Simply because the pimply butted assholes in the fancy chairs on capitol hill say something is legal and substantiated, does not mean that it actually is. (See for instance, the drama over FISA courts, the NSA, and the people who actually wrote the patriot act.)
Because the constitution was never amended to permit that set of powers being weilded by the government, there is no legal foundation for them to produce that law, making the act of passing it illegal. I dont care what the law is about, they dont have the power to regulate domestic issues like that. That power is reserved to the individual citizens and to the individual states, as the citizens choose to allot to the states-- as written.

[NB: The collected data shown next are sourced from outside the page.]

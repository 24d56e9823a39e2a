//! # Console Input Module
//!
//! Reads commands from stdin on a dedicated thread and forwards them to the
//! main loop as [`Message`]s. Each line is one command:
//!
//! | command | effect |
//! |---|---|
//! | `m` / `n` / `s` | live input / noise / sine tone |
//! | `tone <0..1>` | tone frequency as a fraction of Nyquist |
//! | `p` | pause or resume the capture stream |
//! | `e` | export the current notes |
//! | `g` | auto-generate with random thresholds |
//! | `t <value>` / `f <value>` | time / frequency threshold |
//! | `l <ticks>` | maximum note length |
//! | `show` | log the current notes and time markers |
//! | `dump <path>` | write notes and markers as JSON |
//! | `devices` | list input devices |
//! | `q` | quit |

use crossbeam_channel::Sender;
use jet_core::CaptureMode;
use std::io::BufRead;
use std::path::PathBuf;
use std::thread::{self, JoinHandle};

use crate::Message;

/// Parses one line of console input.
pub fn parse_command(line: &str) -> Result<Message, String> {
    let mut parts = line.split_whitespace();
    let Some(command) = parts.next() else {
        return Err("empty command".into());
    };
    let arg = parts.next();

    let message = match command {
        "m" => Message::SetMode(CaptureMode::Live),
        "n" => Message::SetMode(CaptureMode::Noise),
        "s" => Message::SetMode(CaptureMode::Tone),
        "tone" => Message::SetTone(parse_arg(command, arg)?),
        "p" => Message::TogglePause,
        "e" => Message::Export,
        "g" => Message::AutoGenerate,
        "t" => Message::SetTimeThreshold(parse_arg(command, arg)?),
        "f" => Message::SetFreqThreshold(parse_arg(command, arg)?),
        "l" => Message::SetMaxNoteTicks(parse_arg(command, arg)?),
        "show" => Message::Show,
        "dump" => match arg {
            Some(path) => Message::Dump(PathBuf::from(path)),
            None => return Err("dump needs a file path".into()),
        },
        "devices" => Message::ListDevices,
        "q" | "quit" | "exit" => Message::Exit,
        other => return Err(format!("unknown command '{}'", other)),
    };
    Ok(message)
}

fn parse_arg<T: std::str::FromStr>(command: &str, arg: Option<&str>) -> Result<T, String> {
    let raw = arg.ok_or_else(|| format!("'{}' needs a value", command))?;
    raw.parse()
        .map_err(|_| format!("'{}' is not a valid value for '{}'", raw, command))
}

/// Spawns the stdin reader. The thread ends when stdin closes or the
/// receiving side is dropped.
pub fn spawn_reader(sender: Sender<Message>) -> JoinHandle<()> {
    thread::spawn(move || {
        let stdin = std::io::stdin();
        for line in stdin.lock().lines() {
            let line = match line {
                Ok(line) => line,
                Err(e) => {
                    log::error!("Failed to read console input: {}", e);
                    break;
                }
            };
            if line.trim().is_empty() {
                continue;
            }
            match parse_command(&line) {
                Ok(message) => {
                    if sender.send(message).is_err() {
                        break;
                    }
                }
                Err(e) => log::warn!("{}", e),
            }
        }
        log::debug!("Console reader finished");
    })
}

If they pass a constitutional amendment saying that they can be little dictators, and get the 2/3 majority signature, then what they do after that point is perfectly legal. Until they do so, it is not.

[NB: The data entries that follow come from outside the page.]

//! # Capture Bridge Module
//!
//! The work done once per filled capture frame, on the audio thread:
//! produce the frame for the current mode, normalize it, analyze it and
//! publish both buffers to the [`FrameExchange`].
//!
//! Everything here is sized at construction. `process` never allocates,
//! never does I/O and never logs. Its only blocking point is the exchange
//! lock, which is held for two buffer copies.

use rand::SeedableRng;
use rand_pcg::Pcg32;
use std::sync::Arc;
use std::sync::atomic::{AtomicU8, AtomicU32, Ordering};

use crate::exchange::FrameExchange;
use crate::fft::SpectralAnalyzer;
use crate::signal;

/// Where the capture frame comes from.
#[derive(Debug, Clone, Copy, PartialEq, Eq)]
pub enum CaptureMode {
    /// Hardware input, peak normalized.
    Live,
    /// Uniform noise in [-1, 1].
    Noise,
    /// A sine whose frequency follows the tone control.
    Tone,
}

impl CaptureMode {
    fn to_u8(self) -> u8 {
        match self {
            CaptureMode::Live => 0,
            CaptureMode::Noise => 1,
            CaptureMode::Tone => 2,
        }
    }

    fn from_u8(raw: u8) -> Self {
        match raw {
            1 => CaptureMode::Noise,
            2 => CaptureMode::Tone,
            _ => CaptureMode::Live,
        }
    }
}

/// Runtime switches read by the capture callback.
#[derive(Debug)]
pub struct CaptureControls {
    mode: AtomicU8,
    tone: AtomicU32,
}

impl Default for CaptureControls {
    fn default() -> Self {
        Self {
            mode: AtomicU8::new(CaptureMode::Live.to_u8()),
            tone: AtomicU32::new(0.0f32.to_bits()),
        }
    }
}

impl CaptureControls {
    pub fn mode(&self) -> CaptureMode {
        CaptureMode::from_u8(self.mode.load(Ordering::Relaxed))
    }

    pub fn set_mode(&self, mode: CaptureMode) {
        self.mode.store(mode.to_u8(), Ordering::Relaxed);
    }

    /// Tone frequency as a fraction of Nyquist.
    pub fn tone(&self) -> f32 {
        f32::from_bits(self.tone.load(Ordering::Relaxed))
    }

    /// Sets the tone control, clamped to [0, 1].
    pub fn set_tone(&self, control: f32) {
        let control = if control.is_nan() { 0.0 } else { control.clamp(0.0, 1.0) };
        self.tone.store(control.to_bits(), Ordering::Relaxed);
    }
}

/// Per-frame processing owned by the capture thread.
#[derive(Debug)]
pub struct CaptureBridge {
    analyzer: SpectralAnalyzer,
    audio: Vec<f32>,
    spectrum: Vec<f32>,
    exchange: Arc<FrameExchange>,
    controls: Arc<CaptureControls>,
    rng: Pcg32,
}

impl CaptureBridge {
    /// Prepares buffers and the FFT for frames of `frame_len` samples.
    pub fn new(
        frame_len: usize,
        exchange: Arc<FrameExchange>,
        controls: Arc<CaptureControls>,
        noise_seed: u64,
    ) -> Self {
        let analyzer = SpectralAnalyzer::new(frame_len);
        let bin_count = analyzer.bin_count();
        Self {
            analyzer,
            audio: vec![0.0; frame_len],
            spectrum: vec![0.0; bin_count],
            exchange,
            controls,
            rng: Pcg32::seed_from_u64(noise_seed),
        }
    }

    pub fn frame_len(&self) -> usize {
        self.audio.len()
    }

    /// Handles one mono hardware frame.
    ///
    /// In live mode `input` is copied (zero padded or truncated to the frame
    /// length). The synthetic modes ignore it.
    pub fn process(&mut self, input: &[f32]) {
        match self.controls.mode() {
            CaptureMode::Live => {
                let n = input.len().min(self.audio.len());
                self.audio[..n].copy_from_slice(&input[..n]);
                self.audio[n..].fill(0.0);
            }
            CaptureMode::Noise => signal::fill_noise(&mut self.audio, &mut self.rng),
            CaptureMode::Tone => signal::fill_tone(&mut self.audio, self.controls.tone()),
        }
        signal::normalize_peak(&mut self.audio);

        self.analyzer.analyze_into(&self.audio, &mut self.spectrum);
        signal::normalize_peak(&mut self.spectrum);

        self.exchange.publish(&self.audio, &self.spectrum);
    }
}

#[cfg(test)]
mod tests {
    use super::*;

    fn bridge(frame_len: usize) -> (CaptureBridge, Arc<FrameExchange>, Arc<CaptureControls>) {
        let exchange = Arc::new(FrameExchange::new(frame_len, frame_len / 2));
        let controls = Arc::new(CaptureControls::default());
        let bridge = CaptureBridge::new(frame_len, Arc::clone(&exchange), Arc::clone(&controls), 1);
        (bridge, exchange, controls)
    }

    fn peak(values: &[f32]) -> f32 {
        values.iter().fold(0.0f32, |m, s| m.max(s.abs()))
    }

    #[test]
    fn test_live_frame_is_normalized() {
        let (mut bridge, exchange, _) = bridge(2048);
        let input: Vec<f32> = (0..2048).map(|i| 0.2 * (i as f32 * 0.05).sin()).collect();
        bridge.process(&input);

        let pair = exchange.snapshot();
        assert_eq!(pair.sequence, 1);
        assert!((peak(&pair.audio) - 1.0).abs() < 1e-6);
        assert!((peak(&pair.spectrum) - 1.0).abs() < 1e-6);
    }

    #[test]
    fn test_silent_live_frame_publishes_zeros() {
        let (mut bridge, exchange, _) = bridge(2048);
        bridge.process(&vec![0.0; 2048]);

        let pair = exchange.snapshot();
        assert_eq!(pair.sequence, 1);
        assert!(pair.audio.iter().all(|&s| s == 0.0));
        assert!(pair.spectrum.iter().all(|&b| b == 0.0));
    }

    #[test]
    fn test_short_live_input_is_padded() {
        let (mut bridge, exchange, _) = bridge(2048);
        bridge.process(&[0.5, -0.25]);
        let pair = exchange.snapshot();
        assert_eq!(pair.audio.len(), 2048);
        assert_eq!(&pair.audio[..2], &[1.0, -0.5]);
        assert!(pair.audio[2..].iter().all(|&s| s == 0.0));
    }

    #[test]
    fn test_mode_switch_at_runtime() {
        let (mut bridge, exchange, controls) = bridge(2048);

        controls.set_mode(CaptureMode::Noise);
        bridge.process(&vec![0.0; 2048]);
        let noisy = exchange.snapshot();
        assert!(noisy.audio.iter().any(|&s| s != 0.0));
        assert!(noisy.audio.iter().all(|s| (-1.0..=1.0).contains(s)));

        controls.set_mode(CaptureMode::Tone);
        controls.set_tone(0.25);
        bridge.process(&vec![0.0; 2048]);
        let tone = exchange.snapshot();
        assert!((tone.audio[2] - 1.0).abs() < 1e-6);
        assert_eq!(tone.sequence, 2);
    }

    #[test]
    fn test_synthetic_frames_are_normalized() {
        let (mut bridge, exchange, controls) = bridge(2048);

        // sin(pi * 2047 * 0.0001) peaks near 0.6 before normalization
        controls.set_mode(CaptureMode::Tone);
        controls.set_tone(0.0001);
        bridge.process(&[]);
        let tone = exchange.snapshot();
        assert_eq!(peak(&tone.audio), 1.0);
        assert_eq!(peak(&tone.spectrum), 1.0);

        controls.set_mode(CaptureMode::Noise);
        bridge.process(&[]);
        let noisy = exchange.snapshot();
        assert_eq!(peak(&noisy.audio), 1.0);
        assert_eq!(peak(&noisy.spectrum), 1.0);
    }

    #[test]
    fn test_tone_control_is_clamped() {
        let controls = CaptureControls::default();
        controls.set_tone(3.0);
        assert_eq!(controls.tone(), 1.0);
        controls.set_tone(f32::NAN);
        assert_eq!(controls.tone(), 0.0);
    }
}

The thing is, there is formal Constitution and material constitution. Formal one is easy - its the Constitution and amendments. Material constitution of a country consists of much more than just a formal constitution, it consists of other acts of constitutional law (such as voting acts), decisions of the Supreme Court, legal principles and also natural law.
This means that the words of constitution can have their meaning shifted and changed with the progress of time. The very power of Supreme Court to determine constitutionality of act of governement is such thing. The meaning of judicial review was pretty much expanded to also include review of constitutionality of acts, even if the Constitution itself didnt change.
You could say the Supreme Court created such power for itself because it wasnt directly written in Constitution. But that would be wrong, because such power was implied as the SC reasoned. There is no need to have everything explicitly written in Constitution, and frankly it would be impossible. You have Supreme Court for determining what is still inside Constitution clauses and what is unconstitutional.